AIM OF THE EXERCISE —
Nothing in the records that follow should differ once you have copied them out.

START RECORDS SHOWN

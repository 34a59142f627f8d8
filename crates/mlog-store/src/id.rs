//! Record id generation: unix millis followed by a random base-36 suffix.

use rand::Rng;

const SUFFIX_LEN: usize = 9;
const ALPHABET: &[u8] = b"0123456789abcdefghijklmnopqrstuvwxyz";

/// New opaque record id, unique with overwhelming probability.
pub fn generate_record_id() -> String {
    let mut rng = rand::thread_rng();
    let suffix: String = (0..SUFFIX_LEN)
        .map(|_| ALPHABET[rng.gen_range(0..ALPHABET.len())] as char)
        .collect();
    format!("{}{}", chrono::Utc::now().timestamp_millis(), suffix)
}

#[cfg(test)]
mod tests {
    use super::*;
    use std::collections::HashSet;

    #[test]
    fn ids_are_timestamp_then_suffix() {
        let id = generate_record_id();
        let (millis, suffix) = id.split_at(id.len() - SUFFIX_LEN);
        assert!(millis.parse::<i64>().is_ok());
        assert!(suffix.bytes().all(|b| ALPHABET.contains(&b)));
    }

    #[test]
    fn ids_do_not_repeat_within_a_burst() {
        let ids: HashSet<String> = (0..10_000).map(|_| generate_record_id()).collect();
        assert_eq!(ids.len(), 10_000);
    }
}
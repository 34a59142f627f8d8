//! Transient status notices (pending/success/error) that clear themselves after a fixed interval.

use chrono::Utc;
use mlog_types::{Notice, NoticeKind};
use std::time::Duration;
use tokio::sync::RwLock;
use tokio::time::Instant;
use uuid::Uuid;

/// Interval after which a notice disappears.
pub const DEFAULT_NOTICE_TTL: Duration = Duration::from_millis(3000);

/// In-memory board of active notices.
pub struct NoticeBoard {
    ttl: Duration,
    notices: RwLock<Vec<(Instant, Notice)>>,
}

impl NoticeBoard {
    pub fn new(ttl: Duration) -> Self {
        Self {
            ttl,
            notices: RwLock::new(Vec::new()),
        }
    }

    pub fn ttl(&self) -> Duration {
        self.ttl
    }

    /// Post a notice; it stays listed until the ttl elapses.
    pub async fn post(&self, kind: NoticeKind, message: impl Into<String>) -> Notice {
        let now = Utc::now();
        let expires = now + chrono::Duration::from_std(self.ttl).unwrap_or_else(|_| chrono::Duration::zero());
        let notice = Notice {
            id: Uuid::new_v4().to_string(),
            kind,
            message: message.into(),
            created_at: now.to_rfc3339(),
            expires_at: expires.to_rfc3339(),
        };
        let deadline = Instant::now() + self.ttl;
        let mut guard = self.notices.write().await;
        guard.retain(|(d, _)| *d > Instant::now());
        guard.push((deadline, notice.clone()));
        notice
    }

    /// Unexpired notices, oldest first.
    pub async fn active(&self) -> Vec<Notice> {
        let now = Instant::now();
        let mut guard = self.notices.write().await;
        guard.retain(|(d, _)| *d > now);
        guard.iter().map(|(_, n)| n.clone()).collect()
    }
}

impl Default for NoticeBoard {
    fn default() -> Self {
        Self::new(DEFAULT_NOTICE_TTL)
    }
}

END RECORDS SHOWN

REPLY TO THE EXERCISE —
repository 34a59142f627f8d8
filename crates/mlog-store/src/id.rs
//! Record id generation: unix millis followed by a random base-36 suffix.

use rand::Rng;

const SUFFIX_LEN: usize = 9;
const ALPHABET: &[u8] = b"0123456789abcdefghijklmnopqrstuvwxyz";

/// New opaque record id, unique with overwhelming probability.
pub fn generate_record_id() -> String {
    let mut rng = rand::thread_rng();
    let suffix: String = (0..SUFFIX_LEN)
        .map(|_| ALPHABET[rng.gen_range(0..ALPHABET.len())] as char)
        .collect();
    format!("{}{}", chrono::Utc::now().timestamp_millis(), suffix)
}

#[cfg(test)]
mod tests {
    use super::*;
    use std::collections::HashSet;

    #[test]
    fn ids_are_timestamp_then_suffix() {
        let id = generate_record_id();
        let (millis, suffix) = id.split_at(id.len() - SUFFIX_LEN);
        assert!(millis.parse::<i64>().is_ok());
        assert!(suffix.bytes().all(|b| ALPHABET.contains(&b)));
    }

    #[test]
    fn ids_do_not_repeat_within_a_burst() {
        let ids: HashSet<String> = (0..10_000).map(|_| generate_record_id()).collect();
        assert_eq!(ids.len(), 10_000);
    }
}
repository 34a59142f627f8d8
//! Transient status notices (pending/success/error) that clear themselves after a fixed interval.

use chrono::Utc;
use mlog_types::{Notice, NoticeKind};
use std::time::Duration;
use tokio::sync::RwLock;
use tokio::time::Instant;
use uuid::Uuid;

/// Interval after which a notice disappears.
pub const DEFAULT_NOTICE_TTL: Duration = Duration::from_millis(3000);

/// In-memory board of active notices.
pub struct NoticeBoard {
    ttl: Duration,
    notices: RwLock<Vec<(Instant, Notice)>>,
}

impl NoticeBoard {
    pub fn new(ttl: Duration) -> Self {
        Self {
            ttl,
            notices: RwLock::new(Vec::new()),
        }
    }

    pub fn ttl(&self) -> Duration {
        self.ttl
    }

    /// Post a notice; it stays listed until the ttl elapses.
    pub async fn post(&self, kind: NoticeKind, message: impl Into<String>) -> Notice {
        let now = Utc::now();
        let expires = now + chrono::Duration::from_std(self.ttl).unwrap_or_else(|_| chrono::Duration::zero());
        let notice = Notice {
            id: Uuid::new_v4().to_string(),
            kind,
            message: message.into(),
            created_at: now.to_rfc3339(),
            expires_at: expires.to_rfc3339(),
        };
        let deadline = Instant::now() + self.ttl;
        let mut guard = self.notices.write().await;
        guard.retain(|(d, _)| *d > Instant::now());
        guard.push((deadline, notice.clone()));
        notice
    }

    /// Unexpired notices, oldest first.
    pub async fn active(&self) -> Vec<Notice> {
        let now = Instant::now();
        let mut guard = self.notices.write().await;
        guard.retain(|(d, _)| *d > now);
        guard.iter().map(|(_, n)| n.clone()).collect()
    }
}

impl Default for NoticeBoard {
    fn default() -> Self {
        Self::new(DEFAULT_NOTICE_TTL)
    }
}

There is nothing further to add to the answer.